Fried custard (Crema fritta)
Fried custard (Crema fritta)
Fried custard (Crema fritta) In Italy, during Carnival period, there’s the tradition of fried sweets: there are many, fried custard is a typical delight of Bologna and surroundings. Often is served as side dish in a specialty called “fritto misto alla bolognese” (deep fried mix Bolognese style) with fried apples, courgettes, cauliflowers, carrots, onion rings and sometimes other ingredients. It’s a mix of sweet and salty flavors, anyway fried custard could be served alone as dessert.
You need:
- 4 1/2 oz. all purpose flour+ some to dust
- 2 1/4 cups of milk
- 5 eggs
- 3 1/2 oz. sugar
- 1 vanilla stick
- breadcrumbs
- frying oil
- lemon peel
- icing sugar
Directions
- Open 3 eggs in a bowl, add sugar and beat untill the cream is foamy then add sieved flour and mix.

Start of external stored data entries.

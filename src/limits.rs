use crate::model::Ms;

/// Max length of doctor names, specializations, emails and patient names.
pub const MAX_NAME_LEN: usize = 256;

/// Shortest bookable slot a doctor may declare.
pub const MIN_SLOT_MINUTES: u32 = 5;

/// Longest bookable slot a doctor may declare (one full day).
pub const MAX_SLOT_MINUTES: u32 = 24 * 60;

pub const MAX_DOCTORS: usize = 100_000;

/// Rows per doctor ledger, CANCELLED rows included.
pub const MAX_APPOINTMENTS_PER_DOCTOR: usize = 1_000_000;

/// 1970-01-01T00:00:00Z
pub const MIN_VALID_TIMESTAMP_MS: Ms = 0;

/// 9999-12-31T23:59:59.999Z
pub const MAX_VALID_TIMESTAMP_MS: Ms = 253_402_300_799_999;
use std::sync::Arc;
use std::time::Duration;

use tracing::{debug, info, warn};

use crate::store::{InMemoryStore, StoreError};

const CHECK_INTERVAL: Duration = Duration::from_secs(30);

/// Background task that rewrites the WAL once enough appends pile up.
pub async fn run_compactor(store: Arc<InMemoryStore>, threshold: u64) {
    let mut interval = tokio::time::interval(CHECK_INTERVAL);
    loop {
        interval.tick().await;
        if let Err(e) = compact_if_needed(&store, threshold).await {
            warn!("WAL compaction failed: {e}");
        }
    }
}

/// Compact when at least `threshold` appends happened since the last compaction.
/// Returns whether a compaction ran.
pub async fn compact_if_needed(store: &InMemoryStore, threshold: u64) -> Result<bool, StoreError> {
    let appends = store.wal_appends_since_compact().await;
    if appends < threshold {
        debug!("compactor: {appends} appends since last compaction, below {threshold}");
        return Ok(false);
    }
    store.compact_wal().await?;
    info!("compacted WAL after {appends} appends");
    Ok(true)
}

#[cfg(test)]
mod tests {
    use super::*;
    use crate::model::*;
    use crate::store::{DoctorDirectory, ReservationStore, StoreOptions};
    use std::path::PathBuf;
    use ulid::Ulid;

    fn test_wal_path(name: &str) -> PathBuf {
        let dir = std::env::temp_dir().join("slotbook_test_compactor");
        std::fs::create_dir_all(&dir).unwrap();
        let path = dir.join(name);
        let _ = std::fs::remove_file(&path);
        path
    }

    #[tokio::test]
    async fn compacts_only_past_threshold() {
        let path = test_wal_path("threshold.wal");
        let store = InMemoryStore::open(&path, StoreOptions::default()).unwrap();
        let d = store
            .insert_doctor(Doctor {
                id: Ulid::new(),
                name: "Dr. Kildare".into(),
                specialization: "General".into(),
                contact_email: "kildare@example.com".into(),
                slot_minutes: 15,
            })
            .await
            .unwrap();
        let row = store
            .upsert(Appointment::confirmed(d.id, "Ann".into(), d.slot_at(0)), None)
            .await
            .unwrap();

        assert!(!compact_if_needed(&store, 5).await.unwrap());

        let mut current = row;
        for i in 0..4 {
            current.status = if i % 2 == 0 {
                AppointmentStatus::Cancelled
            } else {
                AppointmentStatus::Confirmed
            };
            current = store.upsert(current.clone(), Some(current.version)).await.unwrap();
        }
        assert_eq!(store.wal_appends_since_compact().await, 6);

        assert!(compact_if_needed(&store, 5).await.unwrap());
        assert_eq!(store.wal_appends_since_compact().await, 0);

        drop(store);
        let reopened = InMemoryStore::open(&path, StoreOptions::default()).unwrap();
        assert_eq!(reopened.find_by_id(current.id).await.unwrap(), Some(current));
    }
}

- Put milk in a pan with cutted vanilla stick and lemon peel taking it near to boiling point.
- Take off vanilla stick and lemon peel and pour milk in the egg cream slowly, little by little, mixing.

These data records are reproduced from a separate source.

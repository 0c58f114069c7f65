use std::fmt::Debug;
use std::io;
use std::sync::Arc;
use std::time::Instant;

use async_trait::async_trait;
use futures::stream;
use futures::Sink;
use pgwire::api::auth::StartupHandler;
use pgwire::api::copy::CopyHandler;
use pgwire::api::portal::{Format, Portal};
use pgwire::api::query::{ExtendedQueryHandler, SimpleQueryHandler};
use pgwire::api::results::{
    DataRowEncoder, DescribePortalResponse, DescribeStatementResponse, FieldFormat, FieldInfo,
    QueryResponse, Response,
};
use pgwire::api::stmt::{QueryParser, StoredStatement};
use pgwire::api::store::PortalStore;
use pgwire::api::{ClientInfo, ClientPortalStore, NoopHandler, PgWireServerHandlers, Type};
use pgwire::error::{ErrorInfo, PgWireError, PgWireResult};
use pgwire::messages::data::DataRow;
use pgwire::messages::PgWireBackendMessage;
use pgwire::tokio::TlsAcceptor;
use tokio::net::TcpStream;
use tracing::debug;

use crate::engine::{Engine, EngineError};
use crate::model::*;
use crate::observability::{command_label, QUERIES_TOTAL, QUERY_DURATION_SECONDS};
use crate::sql::{self, Command, RowShape, SqlError};
use crate::time;

pub struct SlotbookHandler {
    engine: Arc<Engine>,
    query_parser: Arc<SlotbookQueryParser>,
}

impl SlotbookHandler {
    pub fn new(engine: Arc<Engine>) -> Self {
        Self {
            engine,
            query_parser: Arc::new(SlotbookQueryParser),
        }
    }

    /// Parse, validate and run one statement, recording query metrics.
    async fn run(&self, sql: &str, format: Option<&Format>) -> PgWireResult<Response> {
        let cmd = sql::parse_sql(sql).map_err(sql_err)?;
        sql::validate(&cmd, time::now_ms()).map_err(sql_err)?;

        let label = command_label(&cmd);
        let started = Instant::now();
        let result = self.execute_command(cmd, format).await;
        metrics::histogram!(QUERY_DURATION_SECONDS, "command" => label)
            .record(started.elapsed().as_secs_f64());
        let status = if result.is_ok() { "ok" } else { "error" };
        metrics::counter!(QUERIES_TOTAL, "command" => label, "status" => status).increment(1);
        result
    }

    async fn execute_command(&self, cmd: Command, format: Option<&Format>) -> PgWireResult<Response> {
        let schema = Arc::new(schema_for(cmd.row_shape(), format));
        let engine = &self.engine;

        let rows: Vec<PgWireResult<DataRow>> = match cmd {
            Command::InsertDoctor {
                name,
                specialization,
                contact_email,
                slot_minutes,
            } => {
                let doctor = engine
                    .create_doctor(name, specialization, contact_email, slot_minutes)
                    .await
                    .map_err(engine_err)?;
                vec![encode_doctor(&schema, &doctor)]
            }
            Command::SelectDoctors { specialization } => engine
                .list_doctors(specialization.as_deref())
                .await
                .map_err(engine_err)?
                .iter()
                .map(|d| encode_doctor(&schema, d))
                .collect(),
            Command::SelectDoctor { id } => {
                let doctor = engine.get_doctor(id).await.map_err(engine_err)?;
                vec![encode_doctor(&schema, &doctor)]
            }
            Command::InsertAppointment {
                doctor_id,
                patient_name,
                start,
            } => {
                let appointment = engine
                    .book(doctor_id, patient_name, start)
                    .await
                    .map_err(engine_err)?;
                vec![encode_appointment(&schema, &appointment)]
            }
            Command::DeleteAppointment { id } => {
                let appointment = engine.cancel(id).await.map_err(engine_err)?;
                vec![encode_appointment(&schema, &appointment)]
            }
            Command::SelectAppointment { id } => {
                let appointment = engine.get_appointment(id).await.map_err(engine_err)?;
                vec![encode_appointment(&schema, &appointment)]
            }
            Command::SelectAvailability { doctor_id, day } => {
                let slots = engine
                    .availability_spans(doctor_id, day)
                    .await
                    .map_err(engine_err)?;
                let did_str = doctor_id.to_string();
                slots
                    .into_iter()
                    .map(|slot| {
                        let mut encoder = DataRowEncoder::new(schema.clone());
                        encoder.encode_field(&did_str)?;
                        encoder.encode_field(&time::format_ms(slot.start))?;
                        encoder.encode_field(&time::format_ms(slot.end))?;
                        Ok(encoder.take_row())
                    })
                    .collect()
            }
        };

        Ok(Response::Query(QueryResponse::new(schema, stream::iter(rows))))
    }
}

// ── Row encoding ─────────────────────────────────────────────────

fn column(name: &str, ty: Type, idx: usize, format: Option<&Format>) -> FieldInfo {
    let field_format = format.map_or(FieldFormat::Text, |f| f.format_for(idx));
    FieldInfo::new(name.into(), None, None, ty, field_format)
}

fn schema_for(shape: RowShape, format: Option<&Format>) -> Vec<FieldInfo> {
    let columns: Vec<(&str, Type)> = match shape {
        RowShape::Doctor => vec![
            ("id", Type::VARCHAR),
            ("name", Type::VARCHAR),
            ("specialization", Type::VARCHAR),
            ("contact_email", Type::VARCHAR),
            ("slot_minutes", Type::INT8),
        ],
        RowShape::Appointment => vec![
            ("id", Type::VARCHAR),
            ("doctor_id", Type::VARCHAR),
            ("patient_name", Type::VARCHAR),
            ("start_time", Type::VARCHAR),
            ("end_time", Type::VARCHAR),
            ("status", Type::VARCHAR),
            ("version", Type::INT8),
        ],
        RowShape::Availability => vec![
            ("doctor_id", Type::VARCHAR),
            ("start_time", Type::VARCHAR),
            ("end_time", Type::VARCHAR),
        ],
    };
    columns
        .into_iter()
        .enumerate()
        .map(|(idx, (name, ty))| column(name, ty, idx, format))
        .collect()
}

fn encode_doctor(schema: &Arc<Vec<FieldInfo>>, d: &Doctor) -> PgWireResult<DataRow> {
    let mut encoder = DataRowEncoder::new(schema.clone());
    encoder.encode_field(&d.id.to_string())?;
    encoder.encode_field(&d.name)?;
    encoder.encode_field(&d.specialization)?;
    encoder.encode_field(&d.contact_email)?;
    encoder.encode_field(&i64::from(d.slot_minutes))?;
    Ok(encoder.take_row())
}

fn encode_appointment(schema: &Arc<Vec<FieldInfo>>, a: &Appointment) -> PgWireResult<DataRow> {
    let mut encoder = DataRowEncoder::new(schema.clone());
    encoder.encode_field(&a.id.to_string())?;
    encoder.encode_field(&a.doctor_id.to_string())?;
    encoder.encode_field(&a.patient_name)?;
    encoder.encode_field(&time::format_ms(a.span.start))?;
    encoder.encode_field(&time::format_ms(a.span.end))?;
    encoder.encode_field(&a.status.to_string())?;
    encoder.encode_field(&i64::try_from(a.version).unwrap_or(i64::MAX))?;
    Ok(encoder.take_row())
}

/// Result columns for a statement that may still carry `$n` placeholders.
fn describe_schema(sql: &str, format: Option<&Format>) -> Vec<FieldInfo> {
    sql::row_shape(sql).map_or_else(Vec::new, |shape| schema_for(shape, format))
}

#[async_trait]
impl SimpleQueryHandler for SlotbookHandler {
    async fn do_query<C>(
        &self,
        _client: &mut C,
        query: &str,
    ) -> PgWireResult<Vec<Response>>
    where
        C: ClientInfo + ClientPortalStore + Sink<PgWireBackendMessage> + Unpin + Send + Sync,
        C::Error: Debug,
        PgWireError: From<C::Error>,
    {
        Ok(vec![self.run(query, None).await?])
    }
}

// ── Extended Query Protocol ──────────────────────────────────────

#[derive(Debug)]
pub struct SlotbookQueryParser;

#[async_trait]
impl QueryParser for SlotbookQueryParser {
    type Statement = String;

    async fn parse_sql<C>(
        &self,
        _client: &C,
        sql: &str,
        _types: &[Option<Type>],
    ) -> PgWireResult<String>
    where
        C: ClientInfo + Unpin + Send + Sync,
    {
        Ok(sql.to_string())
    }

    fn get_parameter_types(&self, stmt: &String) -> PgWireResult<Vec<Type>> {
        Ok(vec![Type::VARCHAR; count_params(stmt)])
    }

    fn get_result_schema(
        &self,
        stmt: &String,
        column_format: Option<&Format>,
    ) -> PgWireResult<Vec<FieldInfo>> {
        Ok(describe_schema(stmt, column_format))
    }
}

#[async_trait]
impl ExtendedQueryHandler for SlotbookHandler {
    type Statement = String;
    type QueryParser = SlotbookQueryParser;

    fn query_parser(&self) -> Arc<Self::QueryParser> {
        self.query_parser.clone()
    }

    async fn do_query<C>(
        &self,
        _client: &mut C,
        portal: &Portal<Self::Statement>,
        _max_rows: usize,
    ) -> PgWireResult<Response>
    where
        C: ClientInfo + ClientPortalStore + Sink<PgWireBackendMessage> + Unpin + Send + Sync,
        C::PortalStore: PortalStore<Statement = Self::Statement>,
        C::Error: Debug,
        PgWireError: From<C::Error>,
    {
        let sql = substitute_params(portal);
        self.run(&sql, Some(&portal.result_column_format)).await
    }

    async fn do_describe_statement<C>(
        &self,
        _client: &mut C,
        target: &StoredStatement<Self::Statement>,
    ) -> PgWireResult<DescribeStatementResponse>
    where
        C: ClientInfo + ClientPortalStore + Sink<PgWireBackendMessage> + Unpin + Send + Sync,
        C::PortalStore: PortalStore<Statement = Self::Statement>,
        C::Error: Debug,
        PgWireError: From<C::Error>,
    {
        let param_types = vec![Type::VARCHAR; count_params(&target.statement)];
        Ok(DescribeStatementResponse::new(
            param_types,
            describe_schema(&target.statement, None),
        ))
    }

    async fn do_describe_portal<C>(
        &self,
        _client: &mut C,
        target: &Portal<Self::Statement>,
    ) -> PgWireResult<DescribePortalResponse>
    where
        C: ClientInfo + ClientPortalStore + Sink<PgWireBackendMessage> + Unpin + Send + Sync,
        C::PortalStore: PortalStore<Statement = Self::Statement>,
        C::Error: Debug,
        PgWireError: From<C::Error>,
    {
        Ok(DescribePortalResponse::new(describe_schema(
            &target.statement.statement,
            Some(&target.result_column_format),
        )))
    }
}

/// `$N` placeholders outside quoted literals, as `(byte range, N)`.
fn placeholders(sql: &str) -> Vec<(std::ops::Range<usize>, usize)> {
    let bytes = sql.as_bytes();
    let mut found = Vec::new();
    let mut quote: Option<u8> = None;
    let mut i = 0;
    while i < bytes.len() {
        let b = bytes[i];
        if let Some(q) = quote {
            // A doubled quote is an escaped quote, so the second one reopens.
            if b == q {
                quote = None;
            }
            i += 1;
            continue;
        }
        match b {
            b'\'' | b'"' => {
                quote = Some(b);
                i += 1;
            }
            b'$' => {
                let start = i;
                i += 1;
                while i < bytes.len() && bytes[i].is_ascii_digit() {
                    i += 1;
                }
                if let Ok(n) = sql[start + 1..i].parse::<usize>() {
                    found.push((start..i, n));
                }
            }
            _ => i += 1,
        }
    }
    found
}

/// Count the highest $N parameter placeholder in the SQL string.
fn count_params(sql: &str) -> usize {
    placeholders(sql).into_iter().map(|(_, n)| n).max().unwrap_or(0)
}

/// Substitute $1, $2, ... placeholders with bound parameter values (text format).
fn substitute_params(portal: &Portal<String>) -> String {
    let values: Vec<Option<String>> = portal
        .parameters
        .iter()
        .map(|p| p.as_ref().map(|bytes| String::from_utf8_lossy(bytes).into_owned()))
        .collect();
    substitute_values(&portal.statement.statement, &values)
}

/// One pass over the statement text; substituted values are never rescanned.
/// A placeholder with no bound value is left as written.
fn substitute_values(sql: &str, values: &[Option<String>]) -> String {
    let mut result = String::with_capacity(sql.len());
    let mut copied = 0;
    for (range, n) in placeholders(sql) {
        let Some(value) = n.checked_sub(1).and_then(|idx| values.get(idx)) else {
            continue;
        };
        result.push_str(&sql[copied..range.start]);
        match value {
            Some(text) => {
                result.push('\'');
                result.push_str(&text.replace('\'', "''"));
                result.push('\'');
            }
            None => result.push_str("NULL"),
        }
        copied = range.end;
    }
    result.push_str(&sql[copied..]);
    result
}

// ── Factory ──────────────────────────────────────────────────────

pub struct SlotbookFactory {
    handler: Arc<SlotbookHandler>,
    noop: Arc<NoopHandler>,
}

impl SlotbookFactory {
    pub fn new(engine: Arc<Engine>) -> Self {
        Self {
            handler: Arc::new(SlotbookHandler::new(engine)),
            noop: Arc::new(NoopHandler),
        }
    }
}

impl PgWireServerHandlers for SlotbookFactory {
    fn simple_query_handler(&self) -> Arc<impl SimpleQueryHandler> {
        self.handler.clone()
    }

    fn extended_query_handler(&self) -> Arc<impl ExtendedQueryHandler> {
        self.handler.clone()
    }

    /// Every startup is accepted without a password.
    fn startup_handler(&self) -> Arc<impl StartupHandler> {
        self.noop.clone()
    }

    fn copy_handler(&self) -> Arc<impl CopyHandler> {
        self.noop.clone()
    }
}

/// Serve one client connection until it closes.
pub async fn process_connection(
    socket: TcpStream,
    engine: Arc<Engine>,
    tls: Option<TlsAcceptor>,
) -> io::Result<()> {
    let factory = Arc::new(SlotbookFactory::new(engine));
    pgwire::tokio::process_socket(socket, tls, factory).await
}

// ── Errors ───────────────────────────────────────────────────────

fn user_error(code: &str, message: String) -> PgWireError {
    PgWireError::UserError(Box::new(ErrorInfo::new("ERROR".into(), code.into(), message)))
}

fn engine_sqlstate(e: &EngineError) -> &'static str {
    match e {
        EngineError::NotFound(_) => "P0002",
        EngineError::Conflict(_) => "23P01",
        EngineError::AlreadyExists(_) => "23505",
        EngineError::Invalid(_) | EngineError::LimitExceeded(_) => "22023",
        EngineError::Store(_) => "XX000",
    }
}

fn engine_err(e: EngineError) -> PgWireError {
    if let EngineError::Store(inner) = &e {
        tracing::error!("store failure: {inner}");
    } else {
        debug!("request rejected: {e}");
    }
    user_error(engine_sqlstate(&e), e.to_string())
}

fn sql_err(e: SqlError) -> PgWireError {
    let code = match e {
        SqlError::Invalid(_) => "22023",
        _ => "42601",
    };
    user_error(code, e.to_string())
}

- Cook the cream on light heat for 5 minutes mixing.
- Soak a oven paper sheet then drain and cover a a baking thin.
- Pour the cream in it and spread with a spatula untill you have a uniform layer of cream, about 1 inches thick.
- Put the baking thin in the fridge for about 4 hours, it must be well solidified. When it’s ready, using a knife, cut the custard in diamond-shaped pieces about 2 x 2 inches, rinsing everytime the blade under cold water.
- Open remaining eggs in another bowl and beat them lightly and in two different dishes put flour and breadcrumbs: flour costard pieces, pass them in the beated eggs then in breadcrumbs.
- Heat a copius quantity of frying oil in a pan, when it’s hot fry the custard turning the pieces until they’re gold and crispy.
- Drip the pieces on blotting-paper and keep them warm, sprinkle with icing sugar and serve.